• Records to process:
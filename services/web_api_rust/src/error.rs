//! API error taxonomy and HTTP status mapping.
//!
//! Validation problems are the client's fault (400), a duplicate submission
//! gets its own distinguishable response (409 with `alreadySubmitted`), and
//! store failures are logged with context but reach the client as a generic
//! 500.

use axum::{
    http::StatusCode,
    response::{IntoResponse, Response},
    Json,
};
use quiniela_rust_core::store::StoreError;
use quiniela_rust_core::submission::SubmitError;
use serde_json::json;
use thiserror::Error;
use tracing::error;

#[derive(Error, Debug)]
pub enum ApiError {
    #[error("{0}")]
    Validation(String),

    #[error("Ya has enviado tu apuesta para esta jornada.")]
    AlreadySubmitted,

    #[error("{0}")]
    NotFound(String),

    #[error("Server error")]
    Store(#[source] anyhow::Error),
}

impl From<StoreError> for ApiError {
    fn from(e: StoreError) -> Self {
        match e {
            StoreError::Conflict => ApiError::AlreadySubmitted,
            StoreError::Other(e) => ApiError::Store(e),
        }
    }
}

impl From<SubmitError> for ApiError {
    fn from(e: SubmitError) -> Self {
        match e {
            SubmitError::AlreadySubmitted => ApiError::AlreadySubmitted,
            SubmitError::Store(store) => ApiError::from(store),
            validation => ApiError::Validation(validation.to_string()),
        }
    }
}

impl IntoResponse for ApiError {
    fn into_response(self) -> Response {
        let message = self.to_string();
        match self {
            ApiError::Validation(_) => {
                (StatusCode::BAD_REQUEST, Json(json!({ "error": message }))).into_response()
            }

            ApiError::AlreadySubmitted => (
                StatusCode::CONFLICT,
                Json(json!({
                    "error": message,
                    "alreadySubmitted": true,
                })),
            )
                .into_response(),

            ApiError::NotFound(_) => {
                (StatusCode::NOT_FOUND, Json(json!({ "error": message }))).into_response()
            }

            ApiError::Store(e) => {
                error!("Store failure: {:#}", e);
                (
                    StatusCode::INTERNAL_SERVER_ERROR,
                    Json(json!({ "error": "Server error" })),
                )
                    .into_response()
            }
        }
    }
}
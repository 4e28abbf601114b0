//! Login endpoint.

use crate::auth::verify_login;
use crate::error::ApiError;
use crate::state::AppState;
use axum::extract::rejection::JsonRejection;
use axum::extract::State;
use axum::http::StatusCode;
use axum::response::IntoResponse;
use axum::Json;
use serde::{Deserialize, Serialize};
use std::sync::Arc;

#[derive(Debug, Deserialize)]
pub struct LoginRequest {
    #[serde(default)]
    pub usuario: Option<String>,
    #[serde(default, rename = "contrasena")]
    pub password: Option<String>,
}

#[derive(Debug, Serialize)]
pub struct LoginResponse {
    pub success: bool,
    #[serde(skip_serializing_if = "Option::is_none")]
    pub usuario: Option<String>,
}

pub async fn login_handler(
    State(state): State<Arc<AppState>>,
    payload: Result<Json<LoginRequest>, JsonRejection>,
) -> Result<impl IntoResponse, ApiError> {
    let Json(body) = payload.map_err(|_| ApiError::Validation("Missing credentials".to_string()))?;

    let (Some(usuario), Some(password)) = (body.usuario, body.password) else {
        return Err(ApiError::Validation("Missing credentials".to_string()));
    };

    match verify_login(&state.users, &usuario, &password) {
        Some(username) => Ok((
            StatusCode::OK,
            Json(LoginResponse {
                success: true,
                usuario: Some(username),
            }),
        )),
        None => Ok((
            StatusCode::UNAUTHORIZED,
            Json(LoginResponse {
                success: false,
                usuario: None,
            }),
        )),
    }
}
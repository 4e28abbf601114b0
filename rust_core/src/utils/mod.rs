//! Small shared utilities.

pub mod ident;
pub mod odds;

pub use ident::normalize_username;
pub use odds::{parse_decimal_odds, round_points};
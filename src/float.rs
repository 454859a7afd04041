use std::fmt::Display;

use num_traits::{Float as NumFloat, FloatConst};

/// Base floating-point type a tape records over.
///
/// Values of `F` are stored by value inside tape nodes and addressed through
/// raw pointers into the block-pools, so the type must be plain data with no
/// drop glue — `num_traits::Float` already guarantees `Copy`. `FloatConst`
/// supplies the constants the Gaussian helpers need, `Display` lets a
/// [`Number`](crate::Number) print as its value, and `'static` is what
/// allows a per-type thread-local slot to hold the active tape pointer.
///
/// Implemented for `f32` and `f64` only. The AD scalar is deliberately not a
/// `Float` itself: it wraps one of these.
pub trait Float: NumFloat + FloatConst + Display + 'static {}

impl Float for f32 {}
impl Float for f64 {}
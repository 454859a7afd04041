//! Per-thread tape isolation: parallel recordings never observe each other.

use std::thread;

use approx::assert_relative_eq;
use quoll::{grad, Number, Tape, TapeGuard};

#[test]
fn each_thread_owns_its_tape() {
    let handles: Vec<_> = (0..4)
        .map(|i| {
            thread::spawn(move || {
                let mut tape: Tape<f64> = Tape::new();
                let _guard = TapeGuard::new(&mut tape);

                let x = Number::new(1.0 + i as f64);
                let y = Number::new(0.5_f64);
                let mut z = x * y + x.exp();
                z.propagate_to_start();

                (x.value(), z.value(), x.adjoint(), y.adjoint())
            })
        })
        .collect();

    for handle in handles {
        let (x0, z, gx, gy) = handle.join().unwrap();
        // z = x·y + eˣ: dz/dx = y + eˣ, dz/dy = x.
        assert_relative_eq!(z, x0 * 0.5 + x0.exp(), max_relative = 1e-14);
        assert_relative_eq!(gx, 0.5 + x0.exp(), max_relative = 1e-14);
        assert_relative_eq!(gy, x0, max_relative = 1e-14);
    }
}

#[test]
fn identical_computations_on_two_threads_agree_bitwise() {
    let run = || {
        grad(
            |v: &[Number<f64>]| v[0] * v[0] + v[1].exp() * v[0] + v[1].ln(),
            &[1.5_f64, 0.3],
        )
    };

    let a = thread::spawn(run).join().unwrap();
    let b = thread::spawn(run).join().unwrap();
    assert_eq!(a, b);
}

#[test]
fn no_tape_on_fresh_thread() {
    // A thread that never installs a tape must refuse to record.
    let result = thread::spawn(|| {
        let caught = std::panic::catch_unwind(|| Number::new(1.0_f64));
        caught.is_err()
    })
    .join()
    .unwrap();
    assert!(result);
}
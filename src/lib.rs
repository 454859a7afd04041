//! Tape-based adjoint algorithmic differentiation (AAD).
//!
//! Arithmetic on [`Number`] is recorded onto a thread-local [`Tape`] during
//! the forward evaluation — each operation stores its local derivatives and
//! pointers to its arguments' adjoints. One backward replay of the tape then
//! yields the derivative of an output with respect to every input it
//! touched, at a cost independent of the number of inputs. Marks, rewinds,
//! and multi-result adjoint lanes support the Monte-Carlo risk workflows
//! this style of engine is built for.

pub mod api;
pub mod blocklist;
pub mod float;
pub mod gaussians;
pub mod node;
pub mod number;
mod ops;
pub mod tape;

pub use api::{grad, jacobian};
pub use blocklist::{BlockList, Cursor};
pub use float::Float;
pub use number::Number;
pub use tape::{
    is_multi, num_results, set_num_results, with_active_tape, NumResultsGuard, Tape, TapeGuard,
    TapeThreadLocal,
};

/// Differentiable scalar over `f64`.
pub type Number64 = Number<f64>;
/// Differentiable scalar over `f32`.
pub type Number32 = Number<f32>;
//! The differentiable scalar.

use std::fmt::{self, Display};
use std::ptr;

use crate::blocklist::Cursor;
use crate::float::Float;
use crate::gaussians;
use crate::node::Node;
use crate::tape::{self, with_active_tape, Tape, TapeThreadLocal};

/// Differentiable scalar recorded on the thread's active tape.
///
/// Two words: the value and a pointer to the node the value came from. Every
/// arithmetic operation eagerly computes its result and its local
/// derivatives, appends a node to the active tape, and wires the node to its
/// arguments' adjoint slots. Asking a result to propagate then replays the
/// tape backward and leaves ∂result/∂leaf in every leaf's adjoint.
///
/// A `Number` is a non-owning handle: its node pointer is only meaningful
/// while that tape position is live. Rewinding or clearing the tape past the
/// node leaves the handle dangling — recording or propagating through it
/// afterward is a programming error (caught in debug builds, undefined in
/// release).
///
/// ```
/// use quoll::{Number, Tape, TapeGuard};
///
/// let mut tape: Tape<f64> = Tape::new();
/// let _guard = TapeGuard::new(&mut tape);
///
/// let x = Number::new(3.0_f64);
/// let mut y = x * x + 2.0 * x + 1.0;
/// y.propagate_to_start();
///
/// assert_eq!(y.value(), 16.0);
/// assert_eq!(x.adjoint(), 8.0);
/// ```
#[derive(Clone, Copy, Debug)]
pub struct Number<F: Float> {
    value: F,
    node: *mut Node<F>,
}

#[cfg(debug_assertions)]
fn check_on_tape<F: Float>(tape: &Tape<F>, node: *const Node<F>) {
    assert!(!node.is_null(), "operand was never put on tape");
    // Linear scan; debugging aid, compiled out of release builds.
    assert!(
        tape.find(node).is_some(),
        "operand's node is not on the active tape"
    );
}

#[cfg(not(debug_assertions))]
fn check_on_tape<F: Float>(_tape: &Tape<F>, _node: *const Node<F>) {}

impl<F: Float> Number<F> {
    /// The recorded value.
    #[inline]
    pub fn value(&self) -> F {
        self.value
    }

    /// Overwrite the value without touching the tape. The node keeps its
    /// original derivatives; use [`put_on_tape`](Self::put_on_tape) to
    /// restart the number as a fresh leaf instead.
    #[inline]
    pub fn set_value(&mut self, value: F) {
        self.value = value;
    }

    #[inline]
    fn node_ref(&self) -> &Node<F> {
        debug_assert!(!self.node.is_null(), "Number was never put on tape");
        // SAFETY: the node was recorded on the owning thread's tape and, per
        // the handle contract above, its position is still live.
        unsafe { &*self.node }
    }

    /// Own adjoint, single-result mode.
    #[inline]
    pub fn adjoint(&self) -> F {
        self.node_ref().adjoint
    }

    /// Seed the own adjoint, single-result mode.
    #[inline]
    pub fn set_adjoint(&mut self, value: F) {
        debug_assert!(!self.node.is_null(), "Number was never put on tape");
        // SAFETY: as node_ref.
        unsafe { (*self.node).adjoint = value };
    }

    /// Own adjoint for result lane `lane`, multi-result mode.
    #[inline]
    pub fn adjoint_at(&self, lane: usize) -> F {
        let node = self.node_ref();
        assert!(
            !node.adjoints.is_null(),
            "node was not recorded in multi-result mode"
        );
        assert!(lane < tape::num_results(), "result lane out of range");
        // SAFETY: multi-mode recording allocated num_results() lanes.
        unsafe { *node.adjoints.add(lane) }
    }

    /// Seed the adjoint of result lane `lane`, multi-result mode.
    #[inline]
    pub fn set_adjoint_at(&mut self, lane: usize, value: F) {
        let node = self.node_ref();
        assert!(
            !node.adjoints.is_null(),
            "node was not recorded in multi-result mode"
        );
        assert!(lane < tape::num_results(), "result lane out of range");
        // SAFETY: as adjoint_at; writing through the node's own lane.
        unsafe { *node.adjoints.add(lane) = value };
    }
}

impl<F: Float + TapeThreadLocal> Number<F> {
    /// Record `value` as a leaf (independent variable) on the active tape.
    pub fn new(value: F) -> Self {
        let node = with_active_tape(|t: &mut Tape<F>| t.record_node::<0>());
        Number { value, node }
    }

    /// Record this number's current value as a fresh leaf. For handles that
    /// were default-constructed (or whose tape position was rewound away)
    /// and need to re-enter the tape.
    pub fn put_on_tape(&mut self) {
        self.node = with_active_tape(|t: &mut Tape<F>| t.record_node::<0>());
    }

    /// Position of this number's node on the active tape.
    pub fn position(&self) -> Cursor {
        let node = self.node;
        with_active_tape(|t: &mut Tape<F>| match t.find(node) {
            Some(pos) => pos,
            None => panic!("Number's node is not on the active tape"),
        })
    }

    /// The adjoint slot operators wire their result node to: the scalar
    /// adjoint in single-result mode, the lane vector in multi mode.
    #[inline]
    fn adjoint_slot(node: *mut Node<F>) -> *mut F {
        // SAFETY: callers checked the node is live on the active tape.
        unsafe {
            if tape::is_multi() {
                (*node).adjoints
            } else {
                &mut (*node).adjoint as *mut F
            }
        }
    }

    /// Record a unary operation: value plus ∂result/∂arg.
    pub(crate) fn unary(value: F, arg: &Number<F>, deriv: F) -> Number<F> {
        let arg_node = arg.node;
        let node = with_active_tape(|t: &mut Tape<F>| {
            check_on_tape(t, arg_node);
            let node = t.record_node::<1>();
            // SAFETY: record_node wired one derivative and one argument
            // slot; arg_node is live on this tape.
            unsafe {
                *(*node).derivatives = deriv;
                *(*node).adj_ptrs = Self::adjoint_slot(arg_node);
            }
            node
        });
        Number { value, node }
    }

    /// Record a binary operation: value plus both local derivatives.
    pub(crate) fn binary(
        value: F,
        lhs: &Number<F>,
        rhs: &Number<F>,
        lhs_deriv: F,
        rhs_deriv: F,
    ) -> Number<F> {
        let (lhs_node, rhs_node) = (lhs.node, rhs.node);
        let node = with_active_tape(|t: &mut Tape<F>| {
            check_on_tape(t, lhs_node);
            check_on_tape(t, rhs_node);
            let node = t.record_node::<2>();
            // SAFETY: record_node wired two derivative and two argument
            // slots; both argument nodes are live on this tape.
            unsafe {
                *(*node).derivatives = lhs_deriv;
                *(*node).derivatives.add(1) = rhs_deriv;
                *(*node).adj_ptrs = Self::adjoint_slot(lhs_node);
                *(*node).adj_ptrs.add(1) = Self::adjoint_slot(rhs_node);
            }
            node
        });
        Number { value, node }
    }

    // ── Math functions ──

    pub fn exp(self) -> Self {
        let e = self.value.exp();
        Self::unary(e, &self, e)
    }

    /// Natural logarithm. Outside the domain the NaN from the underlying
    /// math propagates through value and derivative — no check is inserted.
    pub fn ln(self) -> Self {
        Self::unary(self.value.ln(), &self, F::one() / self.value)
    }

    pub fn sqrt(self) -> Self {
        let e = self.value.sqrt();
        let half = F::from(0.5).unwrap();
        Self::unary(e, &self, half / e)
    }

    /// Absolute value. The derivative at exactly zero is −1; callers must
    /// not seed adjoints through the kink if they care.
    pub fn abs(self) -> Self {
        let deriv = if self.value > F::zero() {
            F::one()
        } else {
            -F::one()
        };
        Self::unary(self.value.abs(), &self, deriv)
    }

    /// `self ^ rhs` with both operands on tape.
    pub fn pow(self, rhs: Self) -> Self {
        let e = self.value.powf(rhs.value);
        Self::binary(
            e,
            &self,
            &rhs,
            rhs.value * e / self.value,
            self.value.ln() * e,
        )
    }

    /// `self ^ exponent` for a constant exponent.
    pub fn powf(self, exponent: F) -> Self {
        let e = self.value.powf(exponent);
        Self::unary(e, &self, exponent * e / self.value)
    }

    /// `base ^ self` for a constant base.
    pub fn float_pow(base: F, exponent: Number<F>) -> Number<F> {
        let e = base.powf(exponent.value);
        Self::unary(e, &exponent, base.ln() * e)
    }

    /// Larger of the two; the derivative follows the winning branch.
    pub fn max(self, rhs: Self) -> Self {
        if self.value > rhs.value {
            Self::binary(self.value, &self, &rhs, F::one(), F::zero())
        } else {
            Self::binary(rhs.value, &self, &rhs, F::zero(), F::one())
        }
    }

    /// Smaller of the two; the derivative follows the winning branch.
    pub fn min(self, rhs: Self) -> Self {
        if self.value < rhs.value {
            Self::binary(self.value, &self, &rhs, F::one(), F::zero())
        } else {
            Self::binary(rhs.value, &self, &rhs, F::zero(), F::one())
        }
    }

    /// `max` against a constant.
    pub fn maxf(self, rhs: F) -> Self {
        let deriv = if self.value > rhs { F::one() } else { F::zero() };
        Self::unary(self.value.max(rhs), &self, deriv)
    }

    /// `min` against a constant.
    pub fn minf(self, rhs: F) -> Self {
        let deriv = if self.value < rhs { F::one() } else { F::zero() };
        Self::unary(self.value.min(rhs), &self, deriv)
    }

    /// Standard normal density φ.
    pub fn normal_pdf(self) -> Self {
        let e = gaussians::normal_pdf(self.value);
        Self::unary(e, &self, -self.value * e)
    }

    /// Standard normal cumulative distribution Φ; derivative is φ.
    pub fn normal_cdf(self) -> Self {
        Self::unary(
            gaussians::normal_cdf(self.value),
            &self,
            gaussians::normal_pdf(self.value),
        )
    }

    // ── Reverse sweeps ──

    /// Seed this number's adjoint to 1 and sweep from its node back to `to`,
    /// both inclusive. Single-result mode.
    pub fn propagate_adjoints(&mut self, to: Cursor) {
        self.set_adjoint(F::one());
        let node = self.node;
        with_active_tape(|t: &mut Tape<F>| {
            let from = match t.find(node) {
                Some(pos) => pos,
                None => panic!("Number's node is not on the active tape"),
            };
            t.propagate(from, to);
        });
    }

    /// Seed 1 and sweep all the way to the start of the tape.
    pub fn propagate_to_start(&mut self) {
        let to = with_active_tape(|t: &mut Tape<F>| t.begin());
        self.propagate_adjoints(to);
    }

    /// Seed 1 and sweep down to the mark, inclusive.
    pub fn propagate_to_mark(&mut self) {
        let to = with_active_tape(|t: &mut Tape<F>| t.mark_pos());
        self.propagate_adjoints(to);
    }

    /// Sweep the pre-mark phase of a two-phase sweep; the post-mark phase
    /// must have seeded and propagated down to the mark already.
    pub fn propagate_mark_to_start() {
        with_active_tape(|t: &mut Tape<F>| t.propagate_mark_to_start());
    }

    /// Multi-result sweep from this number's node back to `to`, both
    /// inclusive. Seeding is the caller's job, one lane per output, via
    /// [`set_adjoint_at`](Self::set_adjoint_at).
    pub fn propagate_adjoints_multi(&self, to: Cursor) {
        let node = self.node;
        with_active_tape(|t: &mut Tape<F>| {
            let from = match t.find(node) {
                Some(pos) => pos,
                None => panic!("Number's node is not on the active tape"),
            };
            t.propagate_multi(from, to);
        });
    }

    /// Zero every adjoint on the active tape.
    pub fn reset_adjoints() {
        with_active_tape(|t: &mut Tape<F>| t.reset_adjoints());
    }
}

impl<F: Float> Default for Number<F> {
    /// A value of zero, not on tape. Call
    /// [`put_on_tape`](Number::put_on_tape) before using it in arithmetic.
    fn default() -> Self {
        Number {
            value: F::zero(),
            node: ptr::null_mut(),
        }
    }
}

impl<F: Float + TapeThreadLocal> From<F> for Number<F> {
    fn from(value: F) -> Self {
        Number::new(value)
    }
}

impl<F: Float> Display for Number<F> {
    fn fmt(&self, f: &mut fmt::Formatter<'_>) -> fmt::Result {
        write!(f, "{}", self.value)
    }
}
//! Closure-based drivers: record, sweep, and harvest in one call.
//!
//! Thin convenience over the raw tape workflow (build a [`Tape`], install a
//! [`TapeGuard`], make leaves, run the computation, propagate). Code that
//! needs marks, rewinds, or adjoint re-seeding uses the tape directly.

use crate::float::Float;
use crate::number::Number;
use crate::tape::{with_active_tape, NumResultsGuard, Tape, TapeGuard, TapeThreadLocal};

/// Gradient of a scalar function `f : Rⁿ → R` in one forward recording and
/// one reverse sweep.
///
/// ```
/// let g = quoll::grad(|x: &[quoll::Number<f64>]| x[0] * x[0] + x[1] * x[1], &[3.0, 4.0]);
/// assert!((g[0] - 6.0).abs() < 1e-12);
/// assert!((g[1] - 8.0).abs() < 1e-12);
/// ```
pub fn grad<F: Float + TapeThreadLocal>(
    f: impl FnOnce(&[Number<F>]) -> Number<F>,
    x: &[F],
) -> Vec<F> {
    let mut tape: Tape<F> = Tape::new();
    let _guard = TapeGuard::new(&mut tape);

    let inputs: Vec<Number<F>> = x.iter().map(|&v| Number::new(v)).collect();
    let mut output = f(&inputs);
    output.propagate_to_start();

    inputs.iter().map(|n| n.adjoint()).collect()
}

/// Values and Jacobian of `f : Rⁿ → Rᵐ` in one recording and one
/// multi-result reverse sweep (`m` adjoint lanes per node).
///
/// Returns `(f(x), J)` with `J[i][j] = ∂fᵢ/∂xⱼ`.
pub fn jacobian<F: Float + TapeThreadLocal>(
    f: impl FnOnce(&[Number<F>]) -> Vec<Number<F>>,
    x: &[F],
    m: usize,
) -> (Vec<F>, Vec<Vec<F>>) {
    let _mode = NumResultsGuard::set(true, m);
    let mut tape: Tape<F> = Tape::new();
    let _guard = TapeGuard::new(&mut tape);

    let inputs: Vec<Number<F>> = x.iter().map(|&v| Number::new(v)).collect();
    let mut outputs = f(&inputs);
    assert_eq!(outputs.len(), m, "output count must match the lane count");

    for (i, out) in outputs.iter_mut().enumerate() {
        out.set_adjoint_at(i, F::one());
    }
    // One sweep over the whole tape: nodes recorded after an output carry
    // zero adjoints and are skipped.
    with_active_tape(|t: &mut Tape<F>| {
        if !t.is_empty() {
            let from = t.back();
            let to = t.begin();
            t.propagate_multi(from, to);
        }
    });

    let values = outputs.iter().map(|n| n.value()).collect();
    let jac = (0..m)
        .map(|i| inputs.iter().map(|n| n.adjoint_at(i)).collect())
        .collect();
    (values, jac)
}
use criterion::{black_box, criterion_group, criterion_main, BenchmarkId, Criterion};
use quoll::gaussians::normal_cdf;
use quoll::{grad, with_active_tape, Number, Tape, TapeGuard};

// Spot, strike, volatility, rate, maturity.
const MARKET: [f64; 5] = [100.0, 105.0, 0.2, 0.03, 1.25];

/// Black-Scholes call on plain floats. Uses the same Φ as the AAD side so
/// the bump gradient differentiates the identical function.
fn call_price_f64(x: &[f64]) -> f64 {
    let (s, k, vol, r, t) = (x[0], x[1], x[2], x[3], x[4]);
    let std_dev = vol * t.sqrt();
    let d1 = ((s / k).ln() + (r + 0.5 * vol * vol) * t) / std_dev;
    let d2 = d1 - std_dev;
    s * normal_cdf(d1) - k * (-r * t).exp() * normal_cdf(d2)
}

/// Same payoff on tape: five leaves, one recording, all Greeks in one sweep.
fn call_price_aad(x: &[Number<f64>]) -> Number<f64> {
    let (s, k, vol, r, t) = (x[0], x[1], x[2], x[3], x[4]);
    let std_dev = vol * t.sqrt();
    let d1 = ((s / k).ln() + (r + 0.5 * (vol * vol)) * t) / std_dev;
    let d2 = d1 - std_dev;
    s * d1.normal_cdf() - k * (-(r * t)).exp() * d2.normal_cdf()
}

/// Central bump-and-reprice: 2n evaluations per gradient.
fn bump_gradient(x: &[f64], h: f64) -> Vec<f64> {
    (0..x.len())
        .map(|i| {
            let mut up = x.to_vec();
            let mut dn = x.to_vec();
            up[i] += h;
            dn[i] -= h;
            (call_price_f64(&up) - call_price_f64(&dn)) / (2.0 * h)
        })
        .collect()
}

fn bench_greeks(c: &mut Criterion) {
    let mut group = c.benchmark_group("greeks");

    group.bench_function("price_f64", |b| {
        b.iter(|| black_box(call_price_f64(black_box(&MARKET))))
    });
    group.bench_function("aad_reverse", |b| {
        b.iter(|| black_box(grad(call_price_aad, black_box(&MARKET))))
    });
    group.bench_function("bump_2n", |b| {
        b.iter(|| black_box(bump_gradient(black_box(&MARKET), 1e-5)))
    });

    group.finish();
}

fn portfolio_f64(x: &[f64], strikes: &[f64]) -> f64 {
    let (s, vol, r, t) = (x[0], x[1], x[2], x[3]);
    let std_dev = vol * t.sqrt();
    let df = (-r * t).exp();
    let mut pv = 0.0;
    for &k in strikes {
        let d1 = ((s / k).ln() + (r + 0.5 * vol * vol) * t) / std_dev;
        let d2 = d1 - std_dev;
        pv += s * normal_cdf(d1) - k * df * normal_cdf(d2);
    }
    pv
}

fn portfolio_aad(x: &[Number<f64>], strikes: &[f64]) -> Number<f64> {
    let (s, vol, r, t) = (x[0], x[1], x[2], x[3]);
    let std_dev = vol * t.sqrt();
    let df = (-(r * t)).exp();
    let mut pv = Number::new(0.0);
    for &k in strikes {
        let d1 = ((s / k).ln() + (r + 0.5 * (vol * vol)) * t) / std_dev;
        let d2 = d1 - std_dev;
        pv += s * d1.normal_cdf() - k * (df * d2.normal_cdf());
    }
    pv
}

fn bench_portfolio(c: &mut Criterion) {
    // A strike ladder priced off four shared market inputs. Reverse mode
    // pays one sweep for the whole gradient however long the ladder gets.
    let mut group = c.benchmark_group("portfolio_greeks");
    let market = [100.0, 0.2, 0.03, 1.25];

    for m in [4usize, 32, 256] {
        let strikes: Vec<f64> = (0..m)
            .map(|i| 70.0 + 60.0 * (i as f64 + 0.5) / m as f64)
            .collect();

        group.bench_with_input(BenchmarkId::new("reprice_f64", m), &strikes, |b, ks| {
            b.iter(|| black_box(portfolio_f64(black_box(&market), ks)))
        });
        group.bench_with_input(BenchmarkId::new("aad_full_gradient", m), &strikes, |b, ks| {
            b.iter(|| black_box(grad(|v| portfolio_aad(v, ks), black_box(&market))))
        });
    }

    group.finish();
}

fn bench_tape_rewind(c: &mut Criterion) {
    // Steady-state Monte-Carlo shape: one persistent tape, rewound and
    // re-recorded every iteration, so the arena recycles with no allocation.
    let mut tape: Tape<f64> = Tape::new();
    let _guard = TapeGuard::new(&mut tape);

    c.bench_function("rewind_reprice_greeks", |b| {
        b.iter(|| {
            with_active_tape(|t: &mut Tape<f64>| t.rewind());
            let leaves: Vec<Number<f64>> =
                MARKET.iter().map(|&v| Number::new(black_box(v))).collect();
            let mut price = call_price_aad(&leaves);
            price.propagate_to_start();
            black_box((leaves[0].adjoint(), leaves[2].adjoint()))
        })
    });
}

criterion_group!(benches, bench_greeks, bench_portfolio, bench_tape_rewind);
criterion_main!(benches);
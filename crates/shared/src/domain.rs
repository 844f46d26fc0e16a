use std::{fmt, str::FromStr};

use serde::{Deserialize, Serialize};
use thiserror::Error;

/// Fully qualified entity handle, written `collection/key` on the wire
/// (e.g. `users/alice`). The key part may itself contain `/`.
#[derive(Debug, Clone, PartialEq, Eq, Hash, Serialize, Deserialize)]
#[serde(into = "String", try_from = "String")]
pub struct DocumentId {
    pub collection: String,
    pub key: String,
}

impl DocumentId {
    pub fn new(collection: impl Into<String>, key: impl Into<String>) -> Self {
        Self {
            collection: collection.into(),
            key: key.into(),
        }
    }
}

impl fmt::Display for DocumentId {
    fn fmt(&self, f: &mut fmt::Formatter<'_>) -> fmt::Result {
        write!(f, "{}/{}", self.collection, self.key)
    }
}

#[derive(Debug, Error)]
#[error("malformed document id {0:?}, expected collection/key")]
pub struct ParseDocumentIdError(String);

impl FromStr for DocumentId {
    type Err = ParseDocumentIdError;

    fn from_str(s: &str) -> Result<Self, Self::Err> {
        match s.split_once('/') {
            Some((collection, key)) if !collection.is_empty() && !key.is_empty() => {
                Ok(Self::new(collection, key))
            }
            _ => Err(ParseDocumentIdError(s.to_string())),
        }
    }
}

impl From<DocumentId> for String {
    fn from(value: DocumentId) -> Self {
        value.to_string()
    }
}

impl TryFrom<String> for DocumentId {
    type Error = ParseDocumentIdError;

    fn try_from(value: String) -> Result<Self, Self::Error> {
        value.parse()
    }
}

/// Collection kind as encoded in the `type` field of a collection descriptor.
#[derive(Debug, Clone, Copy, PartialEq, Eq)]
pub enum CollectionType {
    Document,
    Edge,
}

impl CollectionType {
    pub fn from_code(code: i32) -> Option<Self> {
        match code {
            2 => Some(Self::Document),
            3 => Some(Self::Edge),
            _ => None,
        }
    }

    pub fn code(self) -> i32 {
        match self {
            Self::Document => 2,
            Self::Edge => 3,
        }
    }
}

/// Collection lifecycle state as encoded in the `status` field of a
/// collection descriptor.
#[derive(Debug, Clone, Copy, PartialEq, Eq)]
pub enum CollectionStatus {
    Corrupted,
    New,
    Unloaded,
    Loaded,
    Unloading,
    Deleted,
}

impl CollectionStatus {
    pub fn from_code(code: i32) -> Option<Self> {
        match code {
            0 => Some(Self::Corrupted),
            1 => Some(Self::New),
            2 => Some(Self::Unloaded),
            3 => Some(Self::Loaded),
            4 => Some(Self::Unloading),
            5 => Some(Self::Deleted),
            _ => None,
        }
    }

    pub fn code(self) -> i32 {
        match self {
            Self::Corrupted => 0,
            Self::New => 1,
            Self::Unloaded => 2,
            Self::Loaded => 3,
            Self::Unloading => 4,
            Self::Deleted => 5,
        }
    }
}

• About this exercise: Please, from the material above, copy only the lines from the line with "let (x0, z, gx, gy)" up to and including the line with "let b = thread::spawn(run).join().unwrap();", exactly as written.

• Result for this task:
        let (x0, z, gx, gy) = handle.join().unwrap();
        // z = x·y + eˣ: dz/dx = y + eˣ, dz/dy = x.
        assert_relative_eq!(z, x0 * 0.5 + x0.exp(), max_relative = 1e-14);
        assert_relative_eq!(gx, 0.5 + x0.exp(), max_relative = 1e-14);
        assert_relative_eq!(gy, x0, max_relative = 1e-14);
    }
}

#[test]
fn identical_computations_on_two_threads_agree_bitwise() {
    let run = || {
        grad(
            |v: &[Number<f64>]| v[0] * v[0] + v[1].exp() * v[0] + v[1].ln(),
            &[1.5_f64, 0.3],
        )
    };

    let a = thread::spawn(run).join().unwrap();
    let b = thread::spawn(run).join().unwrap();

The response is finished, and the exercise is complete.